When someone hears the word “Republican,” what image do they create?
According to the Pew Research Center, a public opinion polling agency, a typical Republican has a 70 percent chance of being Mormon, a 68% chance of being a white evangelical Protestant (in other words, belonging to a majority white denomination), a 55 percent chance of being a white southerner and a 51 percent chance of being a married man.
Demographically, a stereotypical Republican is a deeply religious Southern white male who is married and likely has a family. On a more personal level, he watches Fox News, owns a gun, and lives in the suburb or the country.
He believes in small government, lower taxes and a largely interventionist foreign policy. He might describe himself as introverted and as having simple wants and needs.
His ideological opponents, however, would dispute this genteel, laid-back perception. To Democrats, a Republican is someone who doesn’t care for anyone but him- or herself, least of all poor people and ethnic minorities (though many self-identified conservatives express support for same-sex marriage, an indicator of social openness) and who is averse to facts and realities about the world.
The most important component of the Republican persona is that he or she always votes Republican, no matter how unsavory or unqualified the candidate.
For many Democrats, the election of Donald Trump last year proved this last point. If Republicans could not stop an indecent neophyte from winning the presidency because they refused to vote for a Democrat, the thinking goes, who wouldn’t they elect? There is some truth to this.

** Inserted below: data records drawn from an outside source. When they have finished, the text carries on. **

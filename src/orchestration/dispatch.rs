//! Component dispatch: which composite pipeline handles a component.
//!
//! The component's `kind` and use-case template id select a variant and the
//! `specific` payload is decoded into the variant's typed spec. Components the
//! engine cannot handle become [`ComponentDispatch::Unsupported`], a regular
//! value rather than an error.

use crate::config::TemplatesConfig;
use crate::models::{
    Component, JobSpecific, OutputPortSpecific, PipelineSpecific, WorkflowSpecific,
};
use crate::problem::{OpResult, ProblemContext};
use serde::de::DeserializeOwned;

pub const WORKLOAD_KIND: &str = "workload";
pub const OUTPUT_PORT_KIND: &str = "outputport";

#[derive(Debug, Clone, PartialEq)]
pub enum ComponentDispatch {
    Job(JobSpecific),
    Pipeline(PipelineSpecific),
    Workflow(WorkflowSpecific),
    OutputPort(OutputPortSpecific),
    Unsupported { reason: String },
}

impl ComponentDispatch {
    /// Classify a component and decode its `specific` section.
    ///
    /// Fails only when the component is supported but its payload does not
    /// decode; unknown kinds and templates map to `Unsupported`.
    pub fn classify(component: &Component, templates: &TemplatesConfig) -> OpResult<Self> {
        match component.kind.as_str() {
            WORKLOAD_KIND => Self::classify_workload(component, templates),
            OUTPUT_PORT_KIND => Self::classify_output_port(component, templates),
            other => Ok(Self::Unsupported {
                reason: format!(
                    "The kind '{other}' of the component '{}' is not supported by this provisioner",
                    component.id
                ),
            }),
        }
    }

    fn classify_workload(component: &Component, templates: &TemplatesConfig) -> OpResult<Self> {
        let template = match template_of(component, "workload") {
            Ok(template) => template,
            Err(unsupported) => return Ok(unsupported),
        };

        let listed = |ids: &[String]| ids.iter().any(|id| id == template);

        if listed(&templates.job[..]) {
            Ok(Self::Job(decode(component, "job")?))
        } else if listed(&templates.pipeline[..]) {
            Ok(Self::Pipeline(decode(component, "DLT pipeline")?))
        } else if listed(&templates.workflow[..]) {
            Ok(Self::Workflow(decode(component, "workflow")?))
        } else {
            Ok(unsupported_template(component, template, "workload"))
        }
    }

    fn classify_output_port(component: &Component, templates: &TemplatesConfig) -> OpResult<Self> {
        let template = match template_of(component, "output port") {
            Ok(template) => template,
            Err(unsupported) => return Ok(unsupported),
        };

        if templates.output_port.iter().any(|id| id == template) {
            Ok(Self::OutputPort(decode(component, "output port")?))
        } else {
            Ok(unsupported_template(component, template, "output port"))
        }
    }

    /// Short label for logs and messages
    pub fn label(&self) -> &'static str {
        match self {
            Self::Job(_) => "job",
            Self::Pipeline(_) => "dlt_pipeline",
            Self::Workflow(_) => "workflow",
            Self::OutputPort(_) => "output_port",
            Self::Unsupported { .. } => "unsupported",
        }
    }
}

fn template_of<'a>(component: &'a Component, label: &str) -> Result<&'a str, ComponentDispatch> {
    component.use_case_template_id.as_deref().ok_or_else(|| ComponentDispatch::Unsupported {
        reason: format!(
            "The {label} '{}' has no use case template id, which is not supported by this provisioner",
            component.id
        ),
    })
}

fn unsupported_template(component: &Component, template: &str, label: &str) -> ComponentDispatch {
    ComponentDispatch::Unsupported {
        reason: format!(
            "The use case template id '{template}' of the {label} '{}' is not supported by this provisioner",
            component.id
        ),
    }
}

fn decode<T: DeserializeOwned>(component: &Component, label: &str) -> OpResult<T> {
    serde_json::from_value(component.specific.clone()).problem(|| {
        format!(
            "The specific section of component '{}' is not a valid {label} specification",
            component.id
        )
    })
}
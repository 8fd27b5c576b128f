//! Bounded worker pool for background provisioning jobs
//!
//! One task per submitted request, at most `max_workers` running at once.
//! Submission never waits: tasks queue on the pool's semaphore inside their
//! own spawned future.

use futures::FutureExt;
use std::any::Any;
use std::fmt;
use std::future::Future;
use std::panic::AssertUnwindSafe;
use std::sync::atomic::{AtomicUsize, Ordering};
use std::sync::Arc;
use tokio::sync::Semaphore;
use tokio::task::JoinHandle;
use tracing::{debug, error};

/// A background task panicked
#[derive(Debug, Clone, PartialEq, Eq)]
pub struct TaskPanic {
    message: String,
}

impl TaskPanic {
    fn from_payload(payload: Box<dyn Any + Send>) -> Self {
        let message = if let Some(s) = payload.downcast_ref::<&str>() {
            (*s).to_string()
        } else if let Some(s) = payload.downcast_ref::<String>() {
            s.clone()
        } else {
            "unknown panic payload".to_string()
        };
        Self { message }
    }

    pub fn message(&self) -> &str {
        &self.message
    }
}

impl fmt::Display for TaskPanic {
    fn fmt(&self, f: &mut fmt::Formatter<'_>) -> fmt::Result {
        write!(f, "task panicked: {}", self.message)
    }
}

impl std::error::Error for TaskPanic {}

/// Run a future, turning a panic into a [`TaskPanic`] value
pub async fn catch_panic<F>(future: F) -> Result<F::Output, TaskPanic>
where
    F: Future,
{
    AssertUnwindSafe(future)
        .catch_unwind()
        .await
        .map_err(TaskPanic::from_payload)
}

#[derive(Clone)]
pub struct WorkerPool {
    permits: Arc<Semaphore>,
    max_workers: usize,
    active: Arc<AtomicUsize>,
}

impl WorkerPool {
    /// A pool size of zero is raised to one
    pub fn new(max_workers: usize) -> Self {
        let max_workers = max_workers.max(1);
        Self {
            permits: Arc::new(Semaphore::new(max_workers)),
            max_workers,
            active: Arc::new(AtomicUsize::new(0)),
        }
    }

    pub fn max_workers(&self) -> usize {
        self.max_workers
    }

    /// Tasks currently holding a worker slot
    pub fn active_workers(&self) -> usize {
        self.active.load(Ordering::SeqCst)
    }

    /// Spawn `task` on the runtime; it starts once a worker slot is free.
    /// A panic inside the task is logged and reported through the handle.
    pub fn spawn<F>(&self, label: impl Into<String>, task: F) -> JoinHandle<Result<F::Output, TaskPanic>>
    where
        F: Future + Send + 'static,
        F::Output: Send + 'static,
    {
        let label = label.into();
        let permits = self.permits.clone();
        let active = self.active.clone();

        tokio::spawn(async move {
            // The pool never closes its semaphore, so acquisition only waits.
            let _permit = permits.acquire_owned().await.ok();
            active.fetch_add(1, Ordering::SeqCst);
            debug!(task = %label, "Worker slot acquired");

            let result = catch_panic(task).await;

            active.fetch_sub(1, Ordering::SeqCst);
            if let Err(panic) = &result {
                error!(task = %label, panic = %panic.message(), "Background task panicked");
            }
            result
        })
    }
}

impl fmt::Debug for WorkerPool {
    fn fmt(&self, f: &mut fmt::Formatter<'_>) -> fmt::Result {
        f.debug_struct("WorkerPool")
            .field("max_workers", &self.max_workers)
            .field("active", &self.active_workers())
            .finish()
    }
}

Trump is not a conservative in the mold of Ronald Reagan or even Paul Ryan. Trump is wishy-washy on tax policy, advocates social controls that most Republicans have abandoned, and seems to despise foreign relations where John McCain and Lindsey Graham types embrace a strong U.S. presence abroad.
He is loud and blustering and feels out of place in a room that is not solid gold. The only Republican aspect of Trump’s personality is his disdain for disadvantaged groups and for the truth. In other words, Trump has all the baggage of the Republican label without the positive ideals conservatives attribute to themselves.
Still, Trump looks like the next Franklin Roosevelt compared to Roy Moore, the Republican candidate for Senate in Alabama.
The seat for which he is running was made empty when Jeff Sessions was nominated to be Trump’s attorney general. Before being a candidate, Moore was the chief justice of the Alabama supreme court, where he made clear that he would not let such documents as the U.S. and Alabama constitutions interfere with his founding of a Christian utopia.
He has been suspended twice from the role of chief justice, once for refusing to remove a monument of the Ten Commandments from the supreme court grounds and once for instructing lower-level judges to ignore the U.S. Supreme Court’s order to lift bans on same-sex marriage in 2015.
As if his incredible self-righteousness weren’t enough, in the past week, five women have accused Moore of sexually harassing or assaulting them while they were in their teens and he was in his thirties.
Republicans, just like everyone else, reject the stereotypes imposed upon them. But if they elect Roy Moore to the Senate, they are simply adding fuel to Democrats’ fire by proving that they will vote for anyone with an R at the end of their title.
For Moore to become a Senator would signal to voters that the Republican party really has lost itself.